Die Niederschriften der Melodien in unterschiedlichen Skriptorien unterschiedlicher Provenienz während des 9. und 10. Jahrhunderts erscheinen trotz unterschiedlicher Schreibweisen der Neumen und trotz gelegentlicher Abweichungen sehr einheitlich. Das setzt voraus, dass die mündliche Tradition einheitliche Fassungen weitergegeben hat. Diskutiert wird auch, ob den Schreibern ein schriftlicher, inzwischen verschollener Archetypus vorgelegen habe.

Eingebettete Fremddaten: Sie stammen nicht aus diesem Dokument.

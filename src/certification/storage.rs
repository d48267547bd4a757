use chrono::{DateTime, NaiveDate, Utc};
use diesel::prelude::*;
use serde::{Deserialize, Serialize};
use uuid::Uuid;

use crate::core::shared::schema::{
    audit_cycles, audit_logs, certification_programs, corrective_actions, criteria,
    criterion_monitorings, evaluations, evidence_documents, evidence_types, evidences,
    indicators, monitoring_notifications, notification_resolutions, principles,
    root_cause_analyses,
};

use super::error::CertificationError;
use super::types::{
    ActionStatus, AnalysisStatus, ConformityStatus, DocumentStatus, MonitoringStatus,
    NotificationStatus,
};
use super::validation::IndicatorScope;

#[derive(Debug, Clone, Queryable, Insertable, AsChangeset, Serialize, Deserialize)]
#[diesel(table_name = certification_programs, treat_none_as_null = true)]
pub struct DbProgram {
    pub id: Uuid,
    pub code: String,
    pub name: String,
    pub description: Option<String>,
    pub created_at: DateTime<Utc>,
}

#[derive(Debug, Clone, Queryable, Insertable, AsChangeset, Serialize, Deserialize)]
#[diesel(table_name = principles, treat_none_as_null = true)]
pub struct DbPrinciple {
    pub id: Uuid,
    pub program_id: Uuid,
    pub code: Option<String>,
    pub title: String,
    pub description: Option<String>,
    pub created_at: DateTime<Utc>,
}

#[derive(Debug, Clone, Queryable, Insertable, AsChangeset, Serialize, Deserialize)]
#[diesel(table_name = criteria, treat_none_as_null = true)]
pub struct DbCriterion {
    pub id: Uuid,
    pub program_id: Uuid,
    pub principle_id: Uuid,
    pub code: Option<String>,
    pub title: String,
    pub description: Option<String>,
    pub created_at: DateTime<Utc>,
}

#[derive(Debug, Clone, Queryable, Insertable, AsChangeset, Serialize, Deserialize)]
#[diesel(table_name = indicators, treat_none_as_null = true)]
pub struct DbIndicator {
    pub id: Uuid,
    pub program_id: Uuid,
    pub criterion_id: Uuid,
    pub code: Option<String>,
    pub title: String,
    pub description: Option<String>,
    pub created_at: DateTime<Utc>,
}

impl DbIndicator {
    pub fn scope(&self) -> IndicatorScope {
        IndicatorScope {
            program_id: self.program_id,
            criterion_id: self.criterion_id,
            indicator_id: self.id,
        }
    }
}

#[derive(Debug, Clone, Queryable, Insertable, AsChangeset, Serialize, Deserialize)]
#[diesel(table_name = audit_cycles, treat_none_as_null = true)]
pub struct DbAuditCycle {
    pub id: Uuid,
    pub program_id: Uuid,
    pub year: i32,
    pub audit_type: Option<String>,
    pub start_date: Option<NaiveDate>,
    pub end_date: Option<NaiveDate>,
    pub certifying_body: Option<String>,
    pub scope: Option<String>,
    pub standard_used: Option<String>,
    pub created_at: DateTime<Utc>,
}

#[derive(Debug, Clone, Queryable, Insertable, AsChangeset, Serialize, Deserialize)]
#[diesel(table_name = evaluations, treat_none_as_null = true)]
pub struct DbEvaluation {
    pub id: Uuid,
    pub program_id: Uuid,
    pub indicator_id: Uuid,
    pub audit_cycle_id: Uuid,
    pub conformity_status: String,
    pub justification: Option<String>,
    pub assessed_at: DateTime<Utc>,
    pub updated_at: DateTime<Utc>,
}

impl DbEvaluation {
    pub fn status(&self) -> Result<ConformityStatus, CertificationError> {
        self.conformity_status
            .parse()
            .map_err(CertificationError::Internal)
    }
}

#[derive(Debug, Clone, Queryable, Insertable, AsChangeset, Serialize, Deserialize)]
#[diesel(table_name = evidence_types, treat_none_as_null = true)]
pub struct DbEvidenceType {
    pub id: Uuid,
    pub program_id: Option<Uuid>,
    pub criterion_id: Option<Uuid>,
    pub indicator_id: Option<Uuid>,
    pub name: String,
    pub description: Option<String>,
    pub conformity_status: String,
    pub created_at: DateTime<Utc>,
}

#[derive(Debug, Clone, Queryable, Insertable, AsChangeset, Serialize, Deserialize)]
#[diesel(table_name = evidences, treat_none_as_null = true)]
pub struct DbEvidence {
    pub id: Uuid,
    pub program_id: Uuid,
    pub evaluation_id: Uuid,
    pub evidence_type_id: Option<Uuid>,
    pub kind: String,
    pub location: String,
    pub non_conforming: bool,
    pub notes: Option<String>,
    pub created_by: Option<Uuid>,
    pub created_at: DateTime<Utc>,
}

#[derive(Debug, Clone, Queryable, Insertable, AsChangeset, Serialize, Deserialize)]
#[diesel(table_name = corrective_actions, treat_none_as_null = true)]
pub struct DbCorrectiveAction {
    pub id: Uuid,
    pub program_id: Uuid,
    pub evaluation_id: Uuid,
    pub title: String,
    pub standard: Option<String>,
    pub description: Option<String>,
    pub responsible_id: Option<Uuid>,
    pub start_date: Option<NaiveDate>,
    pub due_date: Option<NaiveDate>,
    pub status: String,
    pub priority: String,
    pub created_at: DateTime<Utc>,
    pub updated_at: DateTime<Utc>,
}

impl DbCorrectiveAction {
    pub fn action_status(&self) -> Result<ActionStatus, CertificationError> {
        self.status.parse().map_err(CertificationError::Internal)
    }
}

#[derive(Debug, Clone, Queryable, Insertable, AsChangeset, Serialize, Deserialize)]
#[diesel(table_name = root_cause_analyses, treat_none_as_null = true)]
pub struct DbRootCauseAnalysis {
    pub id: Uuid,
    pub program_id: Uuid,
    pub audit_cycle_id: Uuid,
    pub evaluation_id: Uuid,
    pub corrective_action_id: Option<Uuid>,
    pub problem_title: String,
    pub context: Option<String>,
    pub why_1: Option<String>,
    pub why_2: Option<String>,
    pub why_3: Option<String>,
    pub why_4: Option<String>,
    pub why_5: Option<String>,
    pub root_cause: Option<String>,
    pub corrective_action_plan: Option<String>,
    pub swot_strengths: Option<String>,
    pub swot_weaknesses: Option<String>,
    pub swot_opportunities: Option<String>,
    pub swot_threats: Option<String>,
    pub status: String,
    pub responsible_id: Option<Uuid>,
    pub created_by: Option<Uuid>,
    pub created_at: DateTime<Utc>,
    pub updated_at: DateTime<Utc>,
}

impl DbRootCauseAnalysis {
    pub fn analysis_status(&self) -> Result<AnalysisStatus, CertificationError> {
        self.status.parse().map_err(CertificationError::Internal)
    }
}

#[derive(Debug, Clone, Queryable, Insertable, AsChangeset, Serialize, Deserialize)]
#[diesel(table_name = evidence_documents, treat_none_as_null = true)]
pub struct DbEvidenceDocument {
    pub id: Uuid,
    pub program_id: Uuid,
    pub audit_cycle_id: Uuid,
    pub evidence_id: Uuid,
    pub title: String,
    pub content: Option<String>,
    pub version: i32,
    pub status: String,
    pub review_notes: Option<String>,
    pub deadline: Option<NaiveDate>,
    pub responsible_id: Option<Uuid>,
    pub reviewed_by_id: Option<Uuid>,
    pub reviewed_at: Option<DateTime<Utc>>,
    pub created_by: Option<Uuid>,
    pub created_at: DateTime<Utc>,
    pub updated_at: DateTime<Utc>,
}

impl DbEvidenceDocument {
    pub fn document_status(&self) -> Result<DocumentStatus, CertificationError> {
        self.status.parse().map_err(CertificationError::Internal)
    }
}

#[derive(Debug, Clone, Queryable, Insertable, AsChangeset, Serialize, Deserialize)]
#[diesel(table_name = criterion_monitorings, treat_none_as_null = true)]
pub struct DbCriterionMonitoring {
    pub id: Uuid,
    pub program_id: Uuid,
    pub audit_cycle_id: Uuid,
    pub criterion_id: Uuid,
    pub reference_month: NaiveDate,
    pub status: String,
    pub notes: Option<String>,
    pub created_by: Option<Uuid>,
    pub created_at: DateTime<Utc>,
    pub updated_at: DateTime<Utc>,
}

impl DbCriterionMonitoring {
    pub fn monitoring_status(&self) -> Result<MonitoringStatus, CertificationError> {
        self.status.parse().map_err(CertificationError::Internal)
    }
}

#[derive(Debug, Clone, Queryable, Insertable, AsChangeset, Serialize, Deserialize)]
#[diesel(table_name = monitoring_notifications, treat_none_as_null = true)]
pub struct DbMonitoringNotification {
    pub id: Uuid,
    pub program_id: Uuid,
    pub audit_cycle_id: Uuid,
    pub criterion_id: Uuid,
    pub monitoring_id: Uuid,
    pub title: String,
    pub description: Option<String>,
    pub severity: String,
    pub status: String,
    pub responsible_id: Option<Uuid>,
    pub deadline: Option<NaiveDate>,
    pub created_by: Option<Uuid>,
    pub created_at: DateTime<Utc>,
    pub updated_at: DateTime<Utc>,
}

impl DbMonitoringNotification {
    pub fn notification_status(&self) -> Result<NotificationStatus, CertificationError> {
        self.status.parse().map_err(CertificationError::Internal)
    }
}

#[derive(Debug, Clone, Queryable, Insertable, AsChangeset, Serialize, Deserialize)]
#[diesel(table_name = notification_resolutions, treat_none_as_null = true)]
pub struct DbNotificationResolution {
    pub id: Uuid,
    pub program_id: Uuid,
    pub notification_id: Uuid,
    pub description: String,
    pub outcome: Option<String>,
    pub created_by: Option<Uuid>,
    pub created_at: DateTime<Utc>,
}

#[derive(Debug, Clone, Queryable, Insertable, Serialize, Deserialize)]
#[diesel(table_name = audit_logs)]
pub struct DbAuditLog {
    pub id: Uuid,
    pub entity_kind: String,
    pub entity_id: Uuid,
    pub action: String,
    pub old_value: Option<serde_json::Value>,
    pub new_value: Option<serde_json::Value>,
    pub actor_id: Option<Uuid>,
    pub program_id: Option<Uuid>,
    pub audit_cycle_id: Option<Uuid>,
    pub created_at: DateTime<Utc>,
}

pub fn find_program(conn: &mut PgConnection, id: Uuid) -> Result<DbProgram, CertificationError> {
    certification_programs::table
        .find(id)
        .first::<DbProgram>(conn)
        .optional()?
        .ok_or_else(|| CertificationError::not_found("Certification program"))
}

pub fn find_principle(
    conn: &mut PgConnection,
    id: Uuid,
) -> Result<DbPrinciple, CertificationError> {
    principles::table
        .find(id)
        .first::<DbPrinciple>(conn)
        .optional()?
        .ok_or_else(|| CertificationError::not_found("Principle"))
}

pub fn find_criterion(
    conn: &mut PgConnection,
    id: Uuid,
) -> Result<DbCriterion, CertificationError> {
    criteria::table
        .find(id)
        .first::<DbCriterion>(conn)
        .optional()?
        .ok_or_else(|| CertificationError::not_found("Criterion"))
}

pub fn find_indicator(
    conn: &mut PgConnection,
    id: Uuid,
) -> Result<DbIndicator, CertificationError> {
    indicators::table
        .find(id)
        .first::<DbIndicator>(conn)
        .optional()?
        .ok_or_else(|| CertificationError::not_found("Indicator"))
}

pub fn find_audit_cycle(
    conn: &mut PgConnection,
    id: Uuid,
) -> Result<DbAuditCycle, CertificationError> {
    audit_cycles::table
        .find(id)
        .first::<DbAuditCycle>(conn)
        .optional()?
        .ok_or_else(|| CertificationError::not_found("Audit cycle"))
}

pub fn find_evaluation(
    conn: &mut PgConnection,
    id: Uuid,
) -> Result<DbEvaluation, CertificationError> {
    evaluations::table
        .find(id)
        .first::<DbEvaluation>(conn)
        .optional()?
        .ok_or_else(|| CertificationError::not_found("Evaluation"))
}

pub fn find_evidence_type(
    conn: &mut PgConnection,
    id: Uuid,
) -> Result<DbEvidenceType, CertificationError> {
    evidence_types::table
        .find(id)
        .first::<DbEvidenceType>(conn)
        .optional()?
        .ok_or_else(|| CertificationError::not_found("Evidence type"))
}

pub fn find_evidence(conn: &mut PgConnection, id: Uuid) -> Result<DbEvidence, CertificationError> {
    evidences::table
        .find(id)
        .first::<DbEvidence>(conn)
        .optional()?
        .ok_or_else(|| CertificationError::not_found("Evidence"))
}

pub fn find_corrective_action(
    conn: &mut PgConnection,
    id: Uuid,
) -> Result<DbCorrectiveAction, CertificationError> {
    corrective_actions::table
        .find(id)
        .first::<DbCorrectiveAction>(conn)
        .optional()?
        .ok_or_else(|| CertificationError::not_found("Corrective action"))
}

pub fn find_analysis(
    conn: &mut PgConnection,
    id: Uuid,
) -> Result<DbRootCauseAnalysis, CertificationError> {
    root_cause_analyses::table
        .find(id)
        .first::<DbRootCauseAnalysis>(conn)
        .optional()?
        .ok_or_else(|| CertificationError::not_found("Root cause analysis"))
}

pub fn find_document(
    conn: &mut PgConnection,
    id: Uuid,
) -> Result<DbEvidenceDocument, CertificationError> {
    evidence_documents::table
        .find(id)
        .first::<DbEvidenceDocument>(conn)
        .optional()?
        .ok_or_else(|| CertificationError::not_found("Evidence document"))
}

pub fn find_monitoring(
    conn: &mut PgConnection,
    id: Uuid,
) -> Result<DbCriterionMonitoring, CertificationError> {
    criterion_monitorings::table
        .find(id)
        .first::<DbCriterionMonitoring>(conn)
        .optional()?
        .ok_or_else(|| CertificationError::not_found("Criterion monitoring"))
}

pub fn find_notification(
    conn: &mut PgConnection,
    id: Uuid,
) -> Result<DbMonitoringNotification, CertificationError> {
    monitoring_notifications::table
        .find(id)
        .first::<DbMonitoringNotification>(conn)
        .optional()?
        .ok_or_else(|| CertificationError::not_found("Monitoring notification"))
}

pub fn find_resolution(
    conn: &mut PgConnection,
    id: Uuid,
) -> Result<DbNotificationResolution, CertificationError> {
    notification_resolutions::table
        .find(id)
        .first::<DbNotificationResolution>(conn)
        .optional()?
        .ok_or_else(|| CertificationError::not_found("Notification resolution"))
}

/// Active corrective actions linked to an evaluation, as seen by the current
/// transaction.
pub fn count_active_actions(
    conn: &mut PgConnection,
    evaluation_id: Uuid,
) -> Result<i64, CertificationError> {
    let count = corrective_actions::table
        .filter(corrective_actions::evaluation_id.eq(evaluation_id))
        .filter(corrective_actions::status.eq_any(ActionStatus::active_values()))
        .count()
        .get_result(conn)?;
    Ok(count)
}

Im Laufe von wenigen Jahrhunderten erfuhr diese Akzentnotation einen grundsätzlichen Wandel hin zu diastematischen Notationen, die den bisher angestrebten Ausdruck immer weniger erfassten, aber eine möglichst genaue Wiedergabe der Tonhöhen ermöglichten. Guido von Arezzo erfand ausgehend von der Dasia-Notation um 1025 das Vier-Linien-System im Terzabstand mit zwei Notenschlüsseln (F- und C-Schlüssel). Dieses System verwendete auch die Quadratnotation.
Auf dem Weg zur genauen Tonhöhe erfuhren manche Melodien Veränderungen, wenn sie entgegen der Moduslehre Töne enthielten, die in der Notation mit Notenlinien nicht darstellbar waren, wie beispielsweise der Ton e♭, oder wenn sie im Modus wechselten. Manchmal wurden ganze Melodieabschnitte wegen vermeintlich falscher Lage von Halbtonschritten transponiert. Parallelstellen in verschiedenen Melodien wurden einander angeglichen. Die Tendenz, den Rhythmus und die Dynamik einzuebnen und nahezu alle Töne einer Melodie gleich lang und laut zu singen, nahm den gregorianischen Melodien ihre vom Wort bestimmte freie Rhythmik und ihre Dynamik und damit ihre überzeugende theologische Aussagekraft. Der Endpunkt dieser Entwicklung führte zur äqualistischen Aufführungspraxis, bei der alle Noten gleich lang gesungen werden. Sie wurde begünstigt durch die technischen Beschränkungen der frühen Notendrucke, die dazu führten, dass viele Details im Notenbild nicht dargestellt werden konnten.
Die Melodien des gregorianischen Gesangs basieren im Wesentlichen auf heptatonisch-diatonischen Tonskalen, die im Mittelalter pythagoreisch definiert wurden. Eine maßgebliche Beschreibung des Tonsystems befindet sich im um 1025 verfassten musiktheoretischen Micrologus Guido von Arezzos, welcher seinen Schülern die Arbeit mit dem Monochord empfiehlt.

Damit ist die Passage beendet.